(Stored items)

//! Grid points and the four cardinal directions.

use std::fmt;
use std::ops::Add;
use std::str::FromStr;

use crate::error::ParseError;

/// A cell address in a kingdom grid.
///
/// `x` is the row and `y` the column. Points are ordered lexicographically
/// (`x` first), which is what `kingdom_space::Play` relies on to pick a
/// canonical descriptor.
#[derive(Clone, Copy, Debug, PartialEq, Eq, Hash, PartialOrd, Ord)]
pub struct Point {
    /// Row index.
    pub x: i32,
    /// Column index.
    pub y: i32,
}

impl Point {
    /// Construct a point from row and column.
    pub const fn new(x: i32, y: i32) -> Self {
        Self { x, y }
    }

    /// The four 4-neighbours, in [`Direction::ALL`] order.
    ///
    /// Neighbours are not clipped to any grid; callers bounds-check.
    pub fn adjacent_points(self) -> [Point; 4] {
        Direction::ALL.map(|d| self + d)
    }

    /// The four edges `(self, neighbour)` leaving this point.
    pub fn adjacent_edges(self) -> [(Point, Point); 4] {
        self.adjacent_points().map(|p| (self, p))
    }

    /// Whether `other` is one of the four 4-neighbours of `self`.
    pub fn is_adjacent(self, other: Point) -> bool {
        matches!(
            (self.x.abs_diff(other.x), self.y.abs_diff(other.y)),
            (0, 1) | (1, 0)
        )
    }
}

/// Steps saturate at the `i32` range, so a point far off any grid stays
/// off it instead of overflowing.
impl Add<Direction> for Point {
    type Output = Point;

    fn add(self, d: Direction) -> Point {
        let (dx, dy) = d.offset();
        Point::new(self.x.saturating_add(dx), self.y.saturating_add(dy))
    }
}

impl fmt::Display for Point {
    fn fmt(&self, f: &mut fmt::Formatter<'_>) -> fmt::Result {
        write!(f, "({}, {})", self.x, self.y)
    }
}

impl From<(i32, i32)> for Point {
    fn from((x, y): (i32, i32)) -> Self {
        Self::new(x, y)
    }
}

/// One of the four unit steps on the grid.
#[derive(Clone, Copy, Debug, PartialEq, Eq, Hash, PartialOrd, Ord)]
pub enum Direction {
    /// `(0, +1)`: next column.
    East,
    /// `(+1, 0)`: next row.
    South,
    /// `(0, -1)`: previous column.
    West,
    /// `(-1, 0)`: previous row.
    North,
}

impl Direction {
    /// All directions, clockwise from east.
    pub const ALL: [Direction; 4] = [
        Direction::East,
        Direction::South,
        Direction::West,
        Direction::North,
    ];

    /// Row/column delta of a single step.
    pub const fn offset(self) -> (i32, i32) {
        match self {
            Self::East => (0, 1),
            Self::South => (1, 0),
            Self::West => (0, -1),
            Self::North => (-1, 0),
        }
    }

    /// The direction pointing back. `d.opposite().opposite() == d`.
    pub const fn opposite(self) -> Self {
        match self {
            Self::East => Self::West,
            Self::South => Self::North,
            Self::West => Self::East,
            Self::North => Self::South,
        }
    }

    /// Whether a step in this direction increases the point ordering.
    ///
    /// East and south move to a lexicographically larger point.
    pub const fn is_forward(self) -> bool {
        matches!(self, Self::East | Self::South)
    }

    /// Lowercase name.
    pub const fn name(self) -> &'static str {
        match self {
            Self::East => "east",
            Self::South => "south",
            Self::West => "west",
            Self::North => "north",
        }
    }
}

impl fmt::Display for Direction {
    fn fmt(&self, f: &mut fmt::Formatter<'_>) -> fmt::Result {
        f.write_str(self.name())
    }
}

impl FromStr for Direction {
    type Err = ParseError;

    /// Accepts full names and single-letter abbreviations, case-insensitive.
    fn from_str(s: &str) -> Result<Self, Self::Err> {
        match s.trim().to_ascii_lowercase().as_str() {
            "east" | "e" => Ok(Self::East),
            "south" | "s" => Ok(Self::South),
            "west" | "w" => Ok(Self::West),
            "north" | "n" => Ok(Self::North),
            _ => Err(ParseError::UnknownDirection {
                input: s.to_string(),
            }),
        }
    }
}
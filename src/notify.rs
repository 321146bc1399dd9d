//! Cross-thread wakeup seam
//!
//! The worker thread never calls back into the owning thread directly; it
//! signals a [`Wakeup`] and the owning thread drains completed results from
//! its own event loop. The loader coalesces signals internally, so a
//! `Wakeup` impl only needs to make the owning thread run its drain step
//! at some point after each call.

use std::sync::mpsc::{self, Receiver, Sender};

/// Signals the owning thread that completed results are waiting.
///
/// Must be callable from any thread.
pub trait Wakeup: Send + Sync {
    fn wakeup(&self);
}

impl<F: Fn() + Send + Sync> Wakeup for F {
    fn wakeup(&self) {
        self()
    }
}

/// A [`Wakeup`] that posts a unit message on an mpsc channel.
///
/// Useful for tests and for event loops that already poll a channel: block
/// on (or poll) the paired receiver, and call the loader's drain when a
/// message arrives.
pub struct ChannelWakeup {
    tx: Sender<()>,
}

impl ChannelWakeup {
    /// Create the wakeup and the receiver the owning thread should watch.
    pub fn new() -> (Self, Receiver<()>) {
        let (tx, rx) = mpsc::channel();
        (Self { tx }, rx)
    }
}

impl Wakeup for ChannelWakeup {
    fn wakeup(&self) {
        // A gone receiver just means the owner stopped listening.
        let _ = self.tx.send(());
    }
}

#[cfg(test)]
mod tests {
    use super::*;
    use std::sync::atomic::{AtomicUsize, Ordering};
    use std::sync::Arc;
    use std::time::Duration;

    #[test]
    fn closures_are_wakeups() {
        let hits = Arc::new(AtomicUsize::new(0));
        let hits_inner = Arc::clone(&hits);
        let wakeup = move || {
            hits_inner.fetch_add(1, Ordering::SeqCst);
        };

        wakeup.wakeup();
        wakeup.wakeup();
        assert_eq!(hits.load(Ordering::SeqCst), 2);
    }

    #[test]
    fn channel_wakeup_delivers() {
        let (wakeup, rx) = ChannelWakeup::new();
        wakeup.wakeup();
        assert!(rx.recv_timeout(Duration::from_secs(1)).is_ok());
    }

    #[test]
    fn channel_wakeup_survives_dropped_receiver() {
        let (wakeup, rx) = ChannelWakeup::new();
        drop(rx);
        wakeup.wakeup();
    }
}
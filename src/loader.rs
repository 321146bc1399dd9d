//! Background image loading with request deduplication
//!
//! One [`ImageLoader`] owns one lazily-started worker thread. Callers file
//! requests from the owning thread; the worker decodes them via the
//! configured [`DecodeProvider`] and parks finished items on a results
//! queue, signalling the owner through a coalescing [`Wakeup`]. The owner
//! then calls [`ImageLoader::drain_completed`] from its own event loop to
//! receive the batch.
//!
//! The pending queue is deliberately a stack: the most recently filed (or
//! most recently re-filed) request is decoded next, which keeps the images
//! under the user's latest interaction ahead of older backlog.

use crate::decode::DecodeProvider;
use crate::notify::Wakeup;
use crate::request::RequestItem;
use anyhow::{bail, Result};
use parking_lot::{Condvar, Mutex};
use std::collections::HashSet;
use std::sync::atomic::{AtomicBool, Ordering};
use std::sync::Arc;
use std::thread::{self, JoinHandle};
use tracing::{debug, warn};

/// Callback invoked once per completed request during a drain.
pub type LoadedHandler = Box<dyn FnMut(RequestItem) + Send>;

/// Pending work, guarded by the queue lock.
struct PendingQueue {
    /// Stack of waiting requests; the worker pops from the end.
    items: Vec<RequestItem>,
    /// URIs present in `items`, for O(1) dedup checks.
    queued_uris: HashSet<String>,
    /// While above zero the worker must not dequeue new work.
    block_count: usize,
}

/// Finished work, guarded by the results lock.
struct ResultQueue {
    /// Completed requests awaiting a drain, in completion order.
    done: Vec<RequestItem>,
    /// URI the worker is decoding right now, if any. The worker writes it;
    /// the owning thread only reads it for dedup.
    current_uri: Option<String>,
    /// Whether the wakeup has fired since the last drain.
    notified: bool,
}

/// State shared between the owning thread and the worker.
///
/// Lock order is queue before results when both are needed; neither lock is
/// ever held across decoding or across a callback.
struct LoaderShared {
    queue: Mutex<PendingQueue>,
    work_ready: Condvar,
    results: Mutex<ResultQueue>,
    should_cancel: AtomicBool,
    provider: Arc<dyn DecodeProvider>,
    wakeup: Arc<dyn Wakeup>,
}

/// A single-worker background decode queue.
///
/// Shut it down with [`cleanup`](Self::cleanup) (also run on drop). A
/// loader is terminal once shut down; build a fresh one to keep loading.
pub struct ImageLoader {
    shared: Arc<LoaderShared>,
    worker: Mutex<Option<JoinHandle<()>>>,
    on_loaded: Mutex<Option<LoadedHandler>>,
}

impl ImageLoader {
    pub fn new(provider: Arc<dyn DecodeProvider>, wakeup: Arc<dyn Wakeup>) -> Self {
        Self {
            shared: Arc::new(LoaderShared {
                queue: Mutex::new(PendingQueue {
                    items: Vec::new(),
                    queued_uris: HashSet::new(),
                    block_count: 0,
                }),
                work_ready: Condvar::new(),
                results: Mutex::new(ResultQueue {
                    done: Vec::new(),
                    current_uri: None,
                    notified: false,
                }),
                should_cancel: AtomicBool::new(false),
                provider,
                wakeup,
            }),
            worker: Mutex::new(None),
            on_loaded: Mutex::new(None),
        }
    }

    /// Register the callback [`drain_completed`](Self::drain_completed)
    /// feeds. Replaces any previous handler.
    pub fn set_on_loaded<F>(&self, handler: F)
    where
        F: FnMut(RequestItem) + Send + 'static,
    {
        *self.on_loaded.lock() = Some(Box::new(handler));
    }

    /// File a decode request for `uri` at native size.
    pub fn request(&self, uri: &str, order: i32) -> Result<()> {
        self.request_sized(uri, order, 0, 0)
    }

    /// File a decode request for `uri`, bounded to `width` x `height`
    /// (both zero for native size).
    ///
    /// A URI already being decoded is left alone; a URI already pending is
    /// moved to the front of the processing order instead of being queued
    /// twice. Fails if the dimension pair is half-zero or the loader has
    /// been shut down.
    pub fn request_sized(&self, uri: &str, order: i32, width: u32, height: u32) -> Result<()> {
        let item = RequestItem::new(uri, order, width, height)?;
        self.start_worker()?;

        let mut queue = self.shared.queue.lock();
        if self.insert_request(&mut queue, item) {
            self.shared.work_ready.notify_one();
        }
        Ok(())
    }

    /// Drop the pending request for `uri`, if one is queued.
    ///
    /// A request already being decoded, or already completed, is unaffected.
    pub fn cancel(&self, uri: &str) {
        let mut queue = self.shared.queue.lock();
        if let Some(pos) = queue.items.iter().position(|r| r.uri() == uri) {
            queue.items.remove(pos);
            queue.queued_uris.remove(uri);
        }
    }

    /// Suspend dequeuing of new work. Re-entrant; pair each call with
    /// [`pop_block`](Self::pop_block). A decode already in flight runs to
    /// completion.
    pub fn push_block(&self) {
        self.shared.queue.lock().block_count += 1;
    }

    /// Undo one [`push_block`](Self::push_block); the worker resumes when
    /// the count reaches zero.
    pub fn pop_block(&self) {
        let mut queue = self.shared.queue.lock();
        if queue.block_count > 0 {
            queue.block_count -= 1;
            if queue.block_count == 0 {
                self.shared.work_ready.notify_all();
            }
        }
    }

    /// Deliver every completed request to the registered handler, in
    /// completion order, and return how many were delivered.
    ///
    /// Call this from the owning thread when the wakeup fires. The results
    /// lock is only held to snapshot the batch; callbacks run outside it.
    /// Without a registered handler the batch is discarded.
    ///
    /// The handler may call [`set_on_loaded`](Self::set_on_loaded) to
    /// replace itself (the replacement serves the next drain), but must not
    /// call [`cleanup`](Self::cleanup). A re-entrant `drain_completed` from
    /// inside the handler delivers nothing.
    pub fn drain_completed(&self) -> usize {
        let batch = {
            let mut results = self.shared.results.lock();
            results.notified = false;
            std::mem::take(&mut results.done)
        };

        let count = batch.len();
        // Run callbacks with the handler slot released, so a callback can
        // install a replacement handler.
        let handler = self.on_loaded.lock().take();
        if let Some(mut handler) = handler {
            for item in batch {
                handler(item);
            }
            let mut slot = self.on_loaded.lock();
            if slot.is_none() {
                *slot = Some(handler);
            }
        }
        count
    }

    /// Stop the worker and join it. Idempotent; returns immediately if the
    /// worker was never started. No callbacks fire after this returns.
    ///
    /// Must not be called from inside this loader's own loaded handler.
    pub fn cleanup(&self) {
        self.shared.should_cancel.store(true, Ordering::SeqCst);
        let handle = self.worker.lock().take();
        if let Some(handle) = handle {
            {
                let _queue = self.shared.queue.lock();
                self.shared.work_ready.notify_all();
            }
            if handle.join().is_err() {
                warn!("image loader worker panicked during shutdown");
            }
        }
    }

    /// Number of requests waiting to be decoded.
    pub fn pending_count(&self) -> usize {
        self.shared.queue.lock().items.len()
    }

    /// Number of completed requests awaiting a drain.
    pub fn completed_count(&self) -> usize {
        self.shared.results.lock().done.len()
    }

    fn start_worker(&self) -> Result<()> {
        if self.shared.should_cancel.load(Ordering::SeqCst) {
            bail!("Image loader has been shut down; create a new instance");
        }

        let mut worker = self.worker.lock();
        if worker.is_none() {
            let shared = Arc::clone(&self.shared);
            let handle = thread::Builder::new()
                .name("pixcache-loader".into())
                .spawn(move || worker_loop(&shared))?;
            *worker = Some(handle);
        }
        Ok(())
    }

    /// Insert `item` into the pending queue; returns whether the queue
    /// actually grew. Caller holds the queue lock.
    fn insert_request(&self, queue: &mut PendingQueue, item: RequestItem) -> bool {
        // Same URI as the decode currently in flight: nothing to do.
        {
            let results = self.shared.results.lock();
            if results.current_uri.as_deref() == Some(item.uri()) {
                return false;
            }
        }

        // Already queued: re-file it at the pop end of the stack.
        if queue.queued_uris.contains(item.uri()) {
            if let Some(pos) = queue.items.iter().position(|r| r.uri() == item.uri()) {
                if queue.items[pos].order() != item.order() {
                    warn!(
                        "Filing another request of order {} (previously {}) for `{}`",
                        item.order(),
                        queue.items[pos].order(),
                        item.uri()
                    );
                }
                let existing = queue.items.remove(pos);
                queue.items.push(existing);
            }
            return false;
        }

        queue.queued_uris.insert(item.uri().to_owned());
        queue.items.push(item);
        true
    }
}

impl Drop for ImageLoader {
    fn drop(&mut self) {
        self.cleanup();
    }
}

fn worker_loop(shared: &LoaderShared) {
    debug!("image loader worker starting");
    loop {
        let request = {
            let mut queue = shared.queue.lock();
            while (queue.items.is_empty() || queue.block_count > 0)
                && !shared.should_cancel.load(Ordering::SeqCst)
            {
                shared.work_ready.wait(&mut queue);
            }
            if shared.should_cancel.load(Ordering::SeqCst) {
                debug!("image loader worker exiting");
                return;
            }

            let Some(request) = queue.items.pop() else {
                continue;
            };
            queue.queued_uris.remove(request.uri());
            // Publish the in-flight URI before releasing the queue lock, so
            // a duplicate request can never slip in between.
            shared.results.lock().current_uri = Some(request.uri().to_owned());
            request
        };

        let finished = process_request(shared, request);

        let mut results = shared.results.lock();
        results.current_uri = None;
        if let Some(done) = finished {
            results.done.push(done);
            if !results.notified {
                results.notified = true;
                drop(results);
                shared.wakeup.wakeup();
            }
        }
    }
}

/// Decode one request. A failure drops the request: the worker logs and
/// moves on, and no callback fires for it.
fn process_request(shared: &LoaderShared, mut request: RequestItem) -> Option<RequestItem> {
    let decoded = if request.is_bounded() {
        shared
            .provider
            .load_bounded(request.uri(), request.width(), request.height())
    } else {
        shared.provider.load(request.uri())
    };

    match decoded {
        Ok(image) => {
            request.set_result(Arc::new(image));
            Some(request)
        }
        Err(err) => {
            warn!("Failed to decode `{}`: {:#}", request.uri(), err);
            None
        }
    }
}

## WHAT YOU SHOULD DO
Lines with the string "cleanup": say how many appear in the entries above, giving the number alone.

## SOLUTION TO THIS EXERCISE
4